The question is: How many have to be sick and how sick do they have to be for healthcare survive as it is now? My answer: Too goddam many. Medicine needs to change fundamentally from the art of treating sick people to one of Prevention First, Treatment Second.
Some villages in Africa only pay the community healer if everyone in the community is healthy. If someone is sick, the healer doesn't get paid! You have to admire the wisdom of this, the simple undeniable logic. Healthcare providers have a financial disincentive to get you healthy. They don't get paid if you are healthy! It's completely ass-backwards and that is why it's getting more an more expensive. The system benefits by generating more disease.

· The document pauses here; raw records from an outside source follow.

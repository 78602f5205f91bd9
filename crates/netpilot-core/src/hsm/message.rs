use std::cmp::Ordering;
use std::collections::{BinaryHeap, VecDeque};
use std::net::IpAddr;
use std::time::Instant;

use tokio::sync::oneshot;

use crate::broadcast::Broadcast;
use crate::dns::DnsOverride;
use crate::inet::InetDomain;
use crate::proxy::ProxyInfo;
use crate::tracker::TrackerEvent;
use crate::types::NetworkType;

/// Everything the worker reacts to: tracker events, API commands and timers.
#[derive(Debug)]
pub enum Message {
    Tracker(TrackerEvent),
    InetConditionChange {
        network_type: NetworkType,
        condition: u8,
    },
    InetConditionHoldEnd {
        domain: InetDomain,
        sequence: u64,
    },
    SetNetworkPreference(NetworkType),
    /// Expiry of a feature request with a restore time.
    RestoreDefaultNetwork {
        user_id: u64,
    },
    SetMobileData(bool),
    SetPolicyDataEnable {
        network_type: NetworkType,
        enabled: bool,
    },
    SetDependencyMet {
        network_type: NetworkType,
        met: bool,
    },
    ClearTransitionWakelock {
        serial: u64,
    },
    DnsConfigurationChange(NetworkType),
    OverrideDns(DnsOverride),
    RestoreDns,
    SetGlobalProxy(Option<ProxyInfo>),
    SendBroadcast(Broadcast),
    RequestRouteToHost {
        network_type: NetworkType,
        address: IpAddr,
        pid: u32,
        reply: Option<oneshot::Sender<bool>>,
    },
    ProcessDied(u32),
    ReloadSettings,
    StartFmc,
    StopFmc,
    SwitchConnectivity(NetworkType),
    ReprioritizeDns(NetworkType),
}

impl Message {
    pub fn name(&self) -> &'static str {
        match self {
            Message::Tracker(TrackerEvent::StateChanged(_)) => "state_changed",
            Message::Tracker(TrackerEvent::ConfigurationChanged(_)) => "configuration_changed",
            Message::InetConditionChange { .. } => "inet_condition_change",
            Message::InetConditionHoldEnd { .. } => "inet_condition_hold_end",
            Message::SetNetworkPreference(_) => "set_network_preference",
            Message::RestoreDefaultNetwork { .. } => "restore_default_network",
            Message::SetMobileData(_) => "set_mobile_data",
            Message::SetPolicyDataEnable { .. } => "set_policy_data_enable",
            Message::SetDependencyMet { .. } => "set_dependency_met",
            Message::ClearTransitionWakelock { .. } => "clear_transition_wakelock",
            Message::DnsConfigurationChange(_) => "dns_configuration_change",
            Message::OverrideDns(_) => "override_dns",
            Message::RestoreDns => "restore_dns",
            Message::SetGlobalProxy(_) => "set_global_proxy",
            Message::SendBroadcast(_) => "send_broadcast",
            Message::RequestRouteToHost { .. } => "request_route_to_host",
            Message::ProcessDied(_) => "process_died",
            Message::ReloadSettings => "reload_settings",
            Message::StartFmc => "start_fmc",
            Message::StopFmc => "stop_fmc",
            Message::SwitchConnectivity(_) => "switch_connectivity",
            Message::ReprioritizeDns(_) => "reprioritize_dns",
        }
    }
}

/// A message waiting to be dispatched, with the number of times a state
/// has pushed it back.
#[derive(Debug)]
pub struct Queued {
    pub msg: Message,
    pub redeliveries: u32,
}

struct Delayed {
    due: Instant,
    seq: u64,
    msg: Message,
}

impl PartialEq for Delayed {
    fn eq(&self, other: &Self) -> bool {
        self.due == other.due && self.seq == other.seq
    }
}

impl Eq for Delayed {}

impl PartialOrd for Delayed {
    fn partial_cmp(&self, other: &Self) -> Option<Ordering> {
        Some(self.cmp(other))
    }
}

impl Ord for Delayed {
    // Reversed so the max-heap pops the earliest due time first.
    fn cmp(&self, other: &Self) -> Ordering {
        other
            .due
            .cmp(&self.due)
            .then_with(|| other.seq.cmp(&self.seq))
    }
}

/// FIFO of ready messages plus a timer heap. Deferred messages go back to
/// the front.
#[derive(Default)]
pub struct MessageQueue {
    ready: VecDeque<Queued>,
    delayed: BinaryHeap<Delayed>,
    seq: u64,
}

impl MessageQueue {
    pub fn new() -> Self {
        Self::default()
    }

    pub fn push_back(&mut self, msg: Message) {
        self.ready.push_back(Queued {
            msg,
            redeliveries: 0,
        });
    }

    pub fn push_front(&mut self, queued: Queued) {
        self.ready.push_front(queued);
    }

    pub fn push_delayed(&mut self, msg: Message, due: Instant) {
        self.seq += 1;
        self.delayed.push(Delayed {
            due,
            seq: self.seq,
            msg,
        });
    }

    /// Moves every timer due at `now` onto the ready queue, earliest first.
    pub fn promote_due(&mut self, now: Instant) -> usize {
        let mut promoted = 0;
        while self.delayed.peek().is_some_and(|d| d.due <= now) {
            if let Some(delayed) = self.delayed.pop() {
                self.push_back(delayed.msg);
                promoted += 1;
            }
        }
        promoted
    }

    pub fn pop(&mut self) -> Option<Queued> {
        self.ready.pop_front()
    }

    pub fn next_due(&self) -> Option<Instant> {
        self.delayed.peek().map(|d| d.due)
    }

    pub fn delayed_len(&self) -> usize {
        self.delayed.len()
    }
}

#[cfg(test)]
mod tests {
    use super::*;
    use std::time::Duration;

    fn names(queue: &mut MessageQueue) -> Vec<&'static str> {
        std::iter::from_fn(|| queue.pop().map(|q| q.msg.name())).collect()
    }

    #[test]
    fn deferred_message_jumps_the_queue() {
        let mut queue = MessageQueue::new();
        queue.push_back(Message::StartFmc);
        queue.push_back(Message::StopFmc);
        let first = queue.pop().unwrap();
        queue.push_front(Queued {
            msg: first.msg,
            redeliveries: 1,
        });
        assert_eq!(names(&mut queue), vec!["start_fmc", "stop_fmc"]);
    }

    #[test]
    fn timers_fire_in_due_order() {
        let mut queue = MessageQueue::new();
        let now = Instant::now();
        queue.push_delayed(Message::RestoreDns, now + Duration::from_millis(300));
        queue.push_delayed(Message::StartFmc, now + Duration::from_millis(100));
        queue.push_delayed(Message::StopFmc, now + Duration::from_millis(100));

        assert_eq!(queue.promote_due(now), 0);
        assert_eq!(queue.next_due(), Some(now + Duration::from_millis(100)));
        assert_eq!(queue.promote_due(now + Duration::from_millis(100)), 2);
        assert_eq!(names(&mut queue), vec!["start_fmc", "stop_fmc"]);
        assert_eq!(queue.delayed_len(), 1);
    }
}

That is why more funding or universal healthcare won't fix the problem. Medicine will expand like a cancer using up the funding and still requiring more. The glut and abuses of the system are many fold, but it all boils down to the fundamental logic of the situation. They get paid if you are sick and don't get paid if you are well. The dollar and what it does to people is to blame.
Furthermore, with the increasing technology it's becoming harder and harder to question your doctor's judgements. You come in for one thing and next thing you know you need an MRI, a CT Scan, more bloodwork, a chest-xray and so on. Who can argue with science, right?! I'm here today to tell you that the application of science is fertile ground for discussion. Maybe you don't need the 8 unnecessary tests to feel like you're healthy. Maybe an "over abundance of caution" is unwarranted.
Maybe if you got up off your butt and worked out, started eating right, managed your stress, slept 8 hours every night, drank 2 liters of water a day, explored detoxification, explored Complimentary Medicine, you wouldn't feel the guilt over your health that makes you immediately susceptible to the abuses of the Sickcare Paradigm. You'd know that you're healthy because you had been managing your health all along! You're preventing things! You're in the game, not a passive spectator!
One thing is for certain. If you don't spend a little time or money on your health on the frontend, it will take much more time and money treating the diseases caused on the backend. So don't feel that you're saving money and time by not doing the right thing! Wouldn't you like to keep your family from seeing you sick? Wouldn't you like to be healthy enough to play with your grandkids and great-grandkids?! Wouldn't you like to never have to go to a nursing home?!!! Start now. Make small changes. Invest in your future, for God's sake!
If you're looking to those that profit from you being sick for guidance, please reconsider. Start looking to professionals that profit from keeping you well for answers, they are the ones that have a vested interest in you staying well, just like you.
We are all about you being empowered to protect your own health. We hope that you search and find the health you're looking for.